Financial assets that are measured at cost or amortised cost are reviewed for objective evidence of impairment at the end of each reporting date. If there is objective evidence of impairment, an impairment loss is recognised in profit or loss immediately. For all equity instruments regardless of significance, and other financial assets that are individually significant, these are assessed individually for impairment. Other financial assets are either assessed individually or grouped on the basis of similar credit risk characteristics. Any reversals of impairment are recognised in profit or loss immediately, to the extent that the reversal does not result in a carrying amount of the financial asset that exceeds what the carrying amount would have been had the impairment not previously been recognised.
4. TANGIBLE ASSETS
£
Cost
Additions
4,771
--------
At 31 March 2017
4,771
--------
Depreciation
Charge for the period
1,193
--------
At 31 March 2017
1,193
--------
Carrying amount
At 31 March 2017
3,578
--------
5. DIRECTORS' ADVANCES, CREDITS AND GUARANTEES
During the year the directors entered into no advances or credits with the company.

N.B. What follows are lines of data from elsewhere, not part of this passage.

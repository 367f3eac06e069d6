//! Client error types.

use signup_core::ApiError;
use thiserror::Error;

pub type ClientResult<T> = Result<T, ClientError>;
pub type StorageResult<T> = Result<T, StorageError>;
pub type TokenResult<T> = Result<T, TokenError>;

#[derive(Debug, Error)]
pub enum StorageError {
    #[error("No local data directory available on this platform")]
    NoDataDir,

    #[error("Storage IO error: {0}")]
    Io(#[from] std::io::Error),

    #[error("Storage file is corrupt: {0}")]
    Corrupt(#[from] serde_json::Error),
}

#[derive(Debug, Error)]
pub enum TokenError {
    #[error("Failed to read token: {0}")]
    Storage(#[from] StorageError),

    #[error("Token unavailable: {0}")]
    Unavailable(String),
}

#[derive(Debug, Error)]
pub enum ClientError {
    #[error("HTTP request failed: {0}")]
    Http(#[from] reqwest::Error),

    /// The token provider failed; the request was never sent.
    #[error("Request rejected: {0}")]
    Token(#[from] TokenError),

    #[error("Invalid base URL: {0}")]
    InvalidUrl(#[from] url::ParseError),

    #[error("Server returned {status}: {body}")]
    Status { status: u16, body: String },

    #[error("Invalid response body: {0}")]
    InvalidResponse(#[from] serde_json::Error),

    #[error("Empty response where a message was required")]
    EmptyResponse,
}

impl From<ClientError> for ApiError {
    fn from(err: ClientError) -> Self {
        match err {
            ClientError::Http(e) => ApiError::Request(e.to_string()),
            ClientError::Token(e) => ApiError::Rejected(e.to_string()),
            ClientError::InvalidUrl(e) => ApiError::Request(e.to_string()),
            ClientError::Status { status, body } => ApiError::Status { status, body },
            ClientError::InvalidResponse(e) => ApiError::InvalidResponse(e.to_string()),
            ClientError::EmptyResponse => ApiError::EmptyResponse,
        }
    }
}
//! HTTP client for the signup API.
//!
//! [`SignupClient`] is bound to one base path, sends a fixed set of default
//! headers, keeps cookies across requests and, right before each request,
//! asks its [`TokenProvider`] for a bearer token. The token is never cached.

pub mod client;
pub mod config;
pub mod error;
pub mod storage;
pub mod token;

pub use client::SignupClient;
pub use config::{
    ClientConfig, CredentialPolicy, DEFAULT_BASE_PATH, EndpointConfig, SKIP_BROWSER_WARNING,
    default_headers,
};
pub use error::{ClientError, ClientResult, StorageError, StorageResult, TokenError, TokenResult};
pub use storage::LocalStorage;
pub use token::{DEFAULT_TOKEN_KEY, NoToken, StaticTokenProvider, StorageTokenProvider, TokenProvider};
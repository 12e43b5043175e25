//! Query result cache
//!
//! Bounded in-memory cache keyed by query-kind + filter fingerprint.
//! Entries expire after a fixed TTL, checked lazily on read; on overflow
//! the oldest entries are evicted in bulk. Keys keep player puuids in
//! plaintext so the incremental updater can invalidate by pattern.

use crate::engine::CacheInvalidator;
use crate::store::Match;
use parking_lot::Mutex;
use std::collections::HashMap;
use std::time::{Duration, Instant};

/// Cache sizing and expiry settings
#[derive(Debug, Clone)]
pub struct QueryCacheConfig {
    /// Time-to-live for entries, checked on read
    pub ttl: Duration,
    /// Soft cap on entry count
    pub max_entries: usize,
    /// How many oldest entries to drop when the cap is exceeded
    pub evict_batch: usize,
}

impl Default for QueryCacheConfig {
    fn default() -> Self {
        Self {
            ttl: Duration::from_secs(300),
            max_entries: 1000,
            evict_batch: 100,
        }
    }
}

#[derive(Debug, Clone)]
struct CacheEntry {
    matches: Vec<Match>,
    inserted_at: Instant,
}

/// Bounded TTL cache for query results
#[derive(Debug, Default)]
pub struct QueryCache {
    config: QueryCacheConfig,
    entries: Mutex<HashMap<String, CacheEntry>>,
}

impl QueryCache {
    /// Create a cache with default settings (300s TTL, 1000 entries)
    pub fn new() -> Self {
        Self::with_config(QueryCacheConfig::default())
    }

    /// Create a cache with custom settings
    pub fn with_config(config: QueryCacheConfig) -> Self {
        Self {
            config,
            entries: Mutex::new(HashMap::new()),
        }
    }

    /// Look up a cached result, expiring it if the TTL has passed
    pub fn get(&self, key: &str) -> Option<Vec<Match>> {
        let mut entries = self.entries.lock();
        match entries.get(key) {
            Some(entry) if entry.inserted_at.elapsed() < self.config.ttl => {
                Some(entry.matches.clone())
            }
            Some(_) => {
                entries.remove(key);
                None
            }
            None => None,
        }
    }

    /// Store a result, evicting the oldest entries if over the cap
    pub fn insert(&self, key: String, matches: Vec<Match>) {
        let mut entries = self.entries.lock();
        entries.insert(
            key,
            CacheEntry {
                matches,
                inserted_at: Instant::now(),
            },
        );

        if entries.len() > self.config.max_entries {
            let mut by_age: Vec<(String, Instant)> = entries
                .iter()
                .map(|(k, e)| (k.clone(), e.inserted_at))
                .collect();
            by_age.sort_by_key(|(_, inserted_at)| *inserted_at);

            for (key, _) in by_age.into_iter().take(self.config.evict_batch) {
                entries.remove(&key);
            }
        }
    }

    /// Remove all entries whose key matches a glob-lite pattern
    ///
    /// Supported forms: `*needle*` (contains), `needle*` (prefix),
    /// `*needle` (suffix), `needle` (exact). Returns how many entries
    /// were removed.
    pub fn invalidate_pattern(&self, pattern: &str) -> usize {
        let mut entries = self.entries.lock();
        let before = entries.len();
        entries.retain(|key, _| !pattern_matches(pattern, key));
        before - entries.len()
    }

    /// Current entry count (expired entries linger until read or evicted)
    pub fn len(&self) -> usize {
        self.entries.lock().len()
    }

    /// Whether the cache holds no entries
    pub fn is_empty(&self) -> bool {
        self.len() == 0
    }

    /// Drop everything
    pub fn clear(&self) {
        self.entries.lock().clear();
    }
}

impl CacheInvalidator for QueryCache {
    fn invalidate(&self, pattern: &str) -> usize {
        self.invalidate_pattern(pattern)
    }
}

fn pattern_matches(pattern: &str, key: &str) -> bool {
    let starts_wild = pattern.starts_with('*');
    let ends_wild = pattern.ends_with('*') && pattern.len() > 1;
    let needle = pattern.trim_matches('*');

    match (starts_wild, ends_wild) {
        (true, true) => key.contains(needle),
        (true, false) => key.ends_with(needle),
        (false, true) => key.starts_with(needle),
        (false, false) => key == pattern,
    }
}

6. RELATED PARTY TRANSACTIONS
The company was under the control of R Nagy and V Kondeva throughout the current period. R Nagy and V Kondeva are both managing directors and equal shareholders.
7. TRANSITION TO FRS 102
These are the first abridged financial statements that comply with FRS 102. The company transitioned to FRS 102 on 1 April 2015.
No transitional adjustments were required in equity or profit or loss for the year.